REQUIRED WORK:
Write out the data exactly from its first line onward, ending with the line in which "or mapped onto" appears.

DATA PROVIDED:
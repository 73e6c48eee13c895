//! Bridges between [`Value`] and the serde ecosystem.
//!
//! The tree itself stays free of serde; these impls let a parsed document be
//! handed to `serde_json` or mapped onto a `#[derive(Deserialize)]` type.
//! `serde_json` objects cannot hold repeated keys, so converting collapses
//! them and the last value wins, matching [`Value::get`].

use serde::de::DeserializeOwned;
use serde::ser::{SerializeMap, SerializeSeq};
use serde::{Deserialize, Deserializer, Serialize, Serializer};

use crate::error::Result;
use crate::value::Value;

impl From<Value> for serde_json::Value {
    /// Non-finite floats have no JSON form and become `null`.
    fn from(value: Value) -> Self {
        match value {
            Value::Null => serde_json::Value::Null,
            Value::Bool(b) => serde_json::Value::Bool(b),
            Value::Integer(n) => serde_json::Value::from(n),
            Value::Float(f) => serde_json::Number::from_f64(f)
                .map_or(serde_json::Value::Null, serde_json::Value::Number),
            Value::String(s) => serde_json::Value::String(s),
            Value::Array(items) => {
                serde_json::Value::Array(items.into_iter().map(Into::into).collect())
            }
            Value::Object(pairs) => serde_json::Value::Object(
                pairs.into_iter().map(|(k, v)| (k, v.into())).collect(),
            ),
        }
    }
}

impl From<serde_json::Value> for Value {
    /// Numbers become `Integer` when they fit `i64`, `Float` otherwise.
    fn from(value: serde_json::Value) -> Self {
        match value {
            serde_json::Value::Null => Value::Null,
            serde_json::Value::Bool(b) => Value::Bool(b),
            serde_json::Value::Number(n) => match n.as_i64() {
                Some(i) => Value::Integer(i),
                None => n.as_f64().map_or(Value::Null, Value::Float),
            },
            serde_json::Value::String(s) => Value::String(s),
            serde_json::Value::Array(items) => {
                Value::Array(items.into_iter().map(Into::into).collect())
            }
            serde_json::Value::Object(map) => {
                Value::Object(map.into_iter().map(|(k, v)| (k, v.into())).collect())
            }
        }
    }
}

impl Serialize for Value {
    fn serialize<S: Serializer>(&self, serializer: S) -> std::result::Result<S::Ok, S::Error> {
        match self {
            Value::Null => serializer.serialize_unit(),
            Value::Bool(b) => serializer.serialize_bool(*b),
            Value::Integer(n) => serializer.serialize_i64(*n),
            Value::Float(f) => serializer.serialize_f64(*f),
            Value::String(s) => serializer.serialize_str(s),
            Value::Array(items) => {
                let mut seq = serializer.serialize_seq(Some(items.len()))?;
                for item in items {
                    seq.serialize_element(item)?;
                }
                seq.end()
            }
            Value::Object(pairs) => {
                let mut map = serializer.serialize_map(Some(pairs.len()))?;
                for (key, value) in pairs {
                    map.serialize_entry(key, value)?;
                }
                map.end()
            }
        }
    }
}

impl<'de> Deserialize<'de> for Value {
    fn deserialize<D: Deserializer<'de>>(deserializer: D) -> std::result::Result<Self, D::Error> {
        serde_json::Value::deserialize(deserializer).map(Value::from)
    }
}

/// Map a parsed tree onto a concrete type.
///
/// ```
/// use serde::Deserialize;
/// use mfjson_core::{from_value, parse};
///
/// #[derive(Deserialize)]
/// struct Person {
///     name: String,
///     age: u32,
/// }
///
/// let person: Person = from_value(parse(r#"{"name":"Ada","age":36}"#)?)?;
/// assert_eq!(person.name, "Ada");
/// assert_eq!(person.age, 36);
/// # Ok::<(), mfjson_core::Error>(())
/// ```
pub fn from_value<T: DeserializeOwned>(value: Value) -> Result<T> {
    Ok(serde_json::from_value(value.into())?)
}

/// Convert any `serde::Serialize` type into a tree.
pub fn to_value<T: Serialize + ?Sized>(value: &T) -> Result<Value> {
    Ok(serde_json::to_value(value)?.into())
}

#[cfg(test)]
mod tests {
    use super::*;
    use crate::parser::parse;

    #[test]
    fn into_serde_json_keeps_order() {
        let v = parse(r#"{"z":1,"a":[true,null,1.5]}"#).unwrap();
        let json: serde_json::Value = v.into();
        assert_eq!(json.to_string(), r#"{"z":1,"a":[true,null,1.5]}"#);
    }

    #[test]
    fn repeated_keys_collapse_last_wins() {
        let v = parse(r#"{"k":1,"k":2}"#).unwrap();
        let json: serde_json::Value = v.into();
        assert_eq!(json["k"], 2);
        assert_eq!(json.as_object().unwrap().len(), 1);
    }

    #[test]
    fn non_finite_float_becomes_null() {
        let json: serde_json::Value = Value::Float(f64::NAN).into();
        assert!(json.is_null());
    }

    #[test]
    fn from_serde_json_splits_numbers() {
        let v = Value::from(serde_json::json!([1, -2, 1.5, 18446744073709551615u64]));
        assert_eq!(v[0], Value::Integer(1));
        assert_eq!(v[1], Value::Integer(-2));
        assert_eq!(v[2], Value::Float(1.5));
        assert!(v[3].is_float());
    }

    #[test]
    fn serialize_through_serde_json() {
        let v = parse(r#"{"name":"x","list":[1,2.5,null]}"#).unwrap();
        assert_eq!(
            serde_json::to_string(&v).unwrap(),
            r#"{"name":"x","list":[1,2.5,null]}"#
        );
    }

    #[test]
    fn deserialize_value_from_serde_json() {
        let v: Value = serde_json::from_str(r#"{"a":[1,"b"]}"#).unwrap();
        assert_eq!(v["a"][1], Value::from("b"));
    }

    #[test]
    fn from_value_reports_mapping_errors() {
        let err = from_value::<Vec<u8>>(Value::from("nope")).unwrap_err();
        assert!(err.to_string().starts_with("mapping error:"));
    }

    #[test]
    fn to_value_from_serde_type() {
        let v = to_value(&vec![("a", 1)]).unwrap();
        assert_eq!(v, Value::Array(vec![Value::Array(vec![Value::from("a"), Value::from(1)])]));
    }
}
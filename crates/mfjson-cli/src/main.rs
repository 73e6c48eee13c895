//! `mfjson` CLI: canonicalize and validate JSON, convert timestamps.
//!
//! ## Usage
//!
//! ```sh
//! # Re-emit JSON in canonical compact form (stdin → stdout)
//! echo '{ "a" : [1, 2.50] }' | mfjson canon
//!
//! # File to file, with a tighter nesting limit
//! mfjson canon -i data.json -o data.min.json --max-depth 32
//!
//! # Validate; prints `ok` or the error position
//! mfjson check -i data.json
//!
//! # Timestamps
//! mfjson date to-iso 1429703799456
//! mfjson date from-iso 2015-04-22T11:56:39.456Z
//! mfjson date from-ajax '/Date(1429703799456)/'
//! ```

use anyhow::{Context, Result};
use clap::{Parser, Subcommand};
use mfjson_core::{Limits, Value};
use std::io::{self, Read};
use tracing::debug;
use tracing_subscriber::EnvFilter;

#[derive(Parser)]
#[command(name = "mfjson", version, about = "Deterministic JSON codec CLI")]
struct Cli {
    #[command(subcommand)]
    command: Commands,

    /// Log debug events to stderr (overrides RUST_LOG)
    #[arg(short, long, global = true)]
    verbose: bool,
}

#[derive(Subcommand)]
enum Commands {
    /// Parse JSON and write it back in canonical compact form
    Canon {
        /// Input file (reads from stdin if omitted)
        #[arg(short, long)]
        input: Option<String>,
        /// Output file (writes to stdout if omitted)
        #[arg(short, long)]
        output: Option<String>,
        /// Maximum nesting depth
        #[arg(long, default_value_t = mfjson_core::limits::DEFAULT_MAX_DEPTH)]
        max_depth: usize,
    },
    /// Validate JSON without producing output
    Check {
        /// Input file (reads from stdin if omitted)
        #[arg(short, long)]
        input: Option<String>,
        /// Maximum nesting depth
        #[arg(long, default_value_t = mfjson_core::limits::DEFAULT_MAX_DEPTH)]
        max_depth: usize,
    },
    /// Convert between epoch milliseconds and wire date formats
    Date {
        #[command(subcommand)]
        command: DateCommands,
    },
}

#[derive(Subcommand)]
enum DateCommands {
    /// Epoch milliseconds to ISO-8601
    ToIso {
        #[arg(allow_hyphen_values = true)]
        epoch_ms: i64,
    },
    /// ISO-8601 to epoch milliseconds
    FromIso { text: String },
    /// `/Date(ms)/` to ISO-8601
    FromAjax { text: String },
}

fn main() -> Result<()> {
    let cli = Cli::parse();
    init_tracing(cli.verbose);

    match cli.command {
        Commands::Canon {
            input,
            output,
            max_depth,
        } => {
            let json = read_input(input.as_deref())?;
            let value = parse(&json, max_depth)?;
            let canonical = mfjson_core::Writer::new(&mfjson_core::Registry::new())
                .with_limits(Limits::default().with_max_depth(max_depth))
                .serialize(&value)
                .context("Failed to write canonical JSON")?;
            write_output(output.as_deref(), &canonical)?;
        }
        Commands::Check { input, max_depth } => {
            let json = read_input(input.as_deref())?;
            let value = parse(&json, max_depth)?;
            debug!(kind = value.type_name(), len = value.len(), "document is valid");
            println!("ok");
        }
        Commands::Date { command } => println!("{}", run_date(command)?),
    }

    Ok(())
}

fn init_tracing(verbose: bool) {
    let filter = if verbose {
        EnvFilter::new("debug")
    } else {
        EnvFilter::try_from_default_env().unwrap_or_else(|_| EnvFilter::new("warn"))
    };
    tracing_subscriber::fmt()
        .with_env_filter(filter)
        .with_writer(io::stderr)
        .init();
}

fn parse(json: &str, max_depth: usize) -> Result<Value> {
    mfjson_core::parse_with_limits(json, Limits::default().with_max_depth(max_depth))
        .context("Invalid JSON")
}

fn run_date(command: DateCommands) -> Result<String> {
    let text = match command {
        DateCommands::ToIso { epoch_ms } => {
            let t = chrono::DateTime::from_timestamp_millis(epoch_ms)
                .with_context(|| format!("Timestamp out of range: {}", epoch_ms))?;
            mfjson_core::to_iso8601(&t).context("Failed to format ISO-8601 timestamp")?
        }
        DateCommands::FromIso { text } => mfjson_core::from_iso8601(&text)
            .context("Failed to parse ISO-8601 timestamp")?
            .timestamp_millis()
            .to_string(),
        DateCommands::FromAjax { text } => {
            let t = mfjson_core::from_ajax(&text).context("Failed to parse Ajax timestamp")?;
            mfjson_core::to_iso8601(&t).context("Failed to format ISO-8601 timestamp")?
        }
    };
    Ok(text)
}

fn read_input(path: Option<&str>) -> Result<String> {
    match path {
        Some(path) => {
            std::fs::read_to_string(path).with_context(|| format!("Failed to read file: {}", path))
        }
        None => {
            let mut buf = String::new();
            io::stdin()
                .read_to_string(&mut buf)
                .context("Failed to read from stdin")?;
            Ok(buf)
        }
    }
}

fn write_output(path: Option<&str>, content: &str) -> Result<()> {
    match path {
        Some(path) => {
            std::fs::write(path, content)
                .with_context(|| format!("Failed to write file: {}", path))?;
        }
        None => {
            print!("{}", content);
        }
    }
    Ok(())
}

RESULT OF THIS TASK:
repository 73e6c48eee13c895
//! Bridges between [`Value`] and the serde ecosystem.
//!
//! The tree itself stays free of serde; these impls let a parsed document be
//! handed to `serde_json` or mapped onto a `#[derive(Deserialize)]` type.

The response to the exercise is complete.